Shrowl shifted the gridiron to a clear place in the fire, and chuckled sarcastically.
"Who the devil would you have me leave my money to?" cried Mr. Treverton, overhearing him. "To my brother, who thinks me a brute now; who would think me a fool then; and who would encourage swindling, anyhow, by spending all my money among doxies and strolling players? To the child of that player-woman, whom I have never set eyes on, who has been brought up to hate me, and who would turn hypocrite directly by pretending, for decency's sake, to be sorry for my death? To you, you human baboon!—you, who would set up a usury office directly, and prey upon the widow, the fatherless, and the unfortunate generally, all over the world? Your good health, Mr. Shrowl!
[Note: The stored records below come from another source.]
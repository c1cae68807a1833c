//! Axum route handlers for submitting applications.

use axum::{
    extract::{multipart::MultipartError, Multipart, State},
    http::StatusCode,
    Json,
};
use bytes::Bytes;
use serde::Deserialize;
use tracing::{debug, info};

use crate::errors::AppError;
use crate::ingest::{extract_text, DocumentFormat};
use crate::models::application::ApplicationState;
use crate::state::AppState;

#[derive(Debug, Deserialize)]
pub struct TextApplicationRequest {
    pub cv_text: String,
    #[serde(default)]
    pub job_key: Option<String>,
    /// Free-form posting text, for roles not in the catalog.
    #[serde(default)]
    pub job_posting: Option<String>,
}

struct CvUpload {
    bytes: Bytes,
    content_type: Option<String>,
    file_name: Option<String>,
}

/// POST /api/v1/applications
///
/// Multipart form: a `cv` file field plus either `job_key` or `job_posting`.
pub async fn handle_upload_application(
    State(state): State<AppState>,
    mut multipart: Multipart,
) -> Result<Json<ApplicationState>, AppError> {
    let limit = state.config.max_upload_bytes;
    let mut job_key = None;
    let mut job_posting = None;
    let mut upload = None;

    while let Some(field) = multipart
        .next_field()
        .await
        .map_err(|e| multipart_error(e, limit))?
    {
        let name = field.name().unwrap_or_default().to_string();
        match name.as_str() {
            "job_key" => {
                job_key = Some(field.text().await.map_err(|e| multipart_error(e, limit))?);
            }
            "job_posting" => {
                job_posting = Some(field.text().await.map_err(|e| multipart_error(e, limit))?);
            }
            "cv" => {
                let content_type = field.content_type().map(str::to_string);
                let file_name = field.file_name().map(str::to_string);
                let bytes = field.bytes().await.map_err(|e| multipart_error(e, limit))?;
                upload = Some(CvUpload {
                    bytes,
                    content_type,
                    file_name,
                });
            }
            other => debug!("Ignoring multipart field {other:?}"),
        }
    }

    let upload = upload.ok_or_else(|| AppError::Validation("Missing 'cv' file field".into()))?;
    if upload.bytes.len() > limit {
        return Err(AppError::PayloadTooLarge { limit });
    }

    let format =
        DocumentFormat::detect(upload.content_type.as_deref(), upload.file_name.as_deref())?;
    let (job_title, job_text) = resolve_job(&state, job_key.as_deref(), job_posting.as_deref())?;

    let bytes = upload.bytes;
    let size = bytes.len();
    let cv_text = tokio::task::spawn_blocking(move || extract_text(&bytes, format, limit))
        .await
        .map_err(|e| AppError::Internal(e.into()))??;
    info!(
        "Extracted {} chars from {size}-byte {format} upload",
        cv_text.chars().count()
    );

    evaluate(&state, cv_text, job_title, job_text).await
}

/// POST /api/v1/applications/text
pub async fn handle_text_application(
    State(state): State<AppState>,
    Json(req): Json<TextApplicationRequest>,
) -> Result<Json<ApplicationState>, AppError> {
    let (job_title, job_text) =
        resolve_job(&state, req.job_key.as_deref(), req.job_posting.as_deref())?;
    evaluate(&state, req.cv_text, job_title, job_text).await
}

async fn evaluate(
    state: &AppState,
    cv_text: String,
    job_title: Option<String>,
    job_text: String,
) -> Result<Json<ApplicationState>, AppError> {
    let mut application = ApplicationState::new(cv_text, job_text);
    if let Some(title) = job_title {
        application = application.with_job_title(title);
    }
    let result = state.pipeline.evaluate(application).await?;
    Ok(Json(result))
}

/// Returns the posting title (catalog jobs only) and the text the prompts receive.
fn resolve_job(
    state: &AppState,
    job_key: Option<&str>,
    job_posting: Option<&str>,
) -> Result<(Option<String>, String), AppError> {
    let job_key = job_key.map(str::trim).filter(|k| !k.is_empty());
    let job_posting = job_posting.filter(|p| !p.trim().is_empty());

    match (job_key, job_posting) {
        (Some(_), Some(_)) => Err(AppError::Validation(
            "Provide either 'job_key' or 'job_posting', not both".into(),
        )),
        (Some(key), None) => {
            let posting = state.catalog.get(key)?;
            Ok((Some(posting.title.clone()), posting.to_text()))
        }
        (None, Some(text)) => Ok((None, text.to_string())),
        (None, None) => Err(AppError::Validation(
            "Provide 'job_key' (see /api/v1/jobs) or 'job_posting'".into(),
        )),
    }
}

fn multipart_error(err: MultipartError, limit: usize) -> AppError {
    if err.status() == StatusCode::PAYLOAD_TOO_LARGE {
        AppError::PayloadTooLarge { limit }
    } else {
        AppError::Validation(format!("Malformed multipart body: {}", err.body_text()))
    }
}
I can laugh as well as you—especially when I know I'm not going to leave you sixpence."
Shrowl, in his turn, began to get a little irritated now. The jeering civility which he had chosen to assume on first entering the room gave place to his habitual surliness of manner and his natural growling intonation of voice.
"You just let me alone—will you?" he said, sitting down sulkily to his breakfast. "I've done joking for to-day; suppose you finish too. What's the use of talking nonsense about your money? You must leave it to somebody."
"Yes, I will," said Mr. Treverton. "I will leave it, as I have told you over and over again, to the first Somebody I can find who honestly despises money, and who can't be made the worse, therefore, by having it."
"That means nobody," grunted Shrowl.
"I know it does!" retorted his master.
Before Shrowl could utter a word of rejoinder, there was a ring at the gate-bell of the cottage.
"Go out," said Mr. Treverton, "and see what that is. If it's a woman visitor, show her what a scarecrow you are, and frighten her away. If it's a man visitor—"
"If it's a man visitor," interposed Shrowl, "I'll punch his head for interrupting me at my breakfast."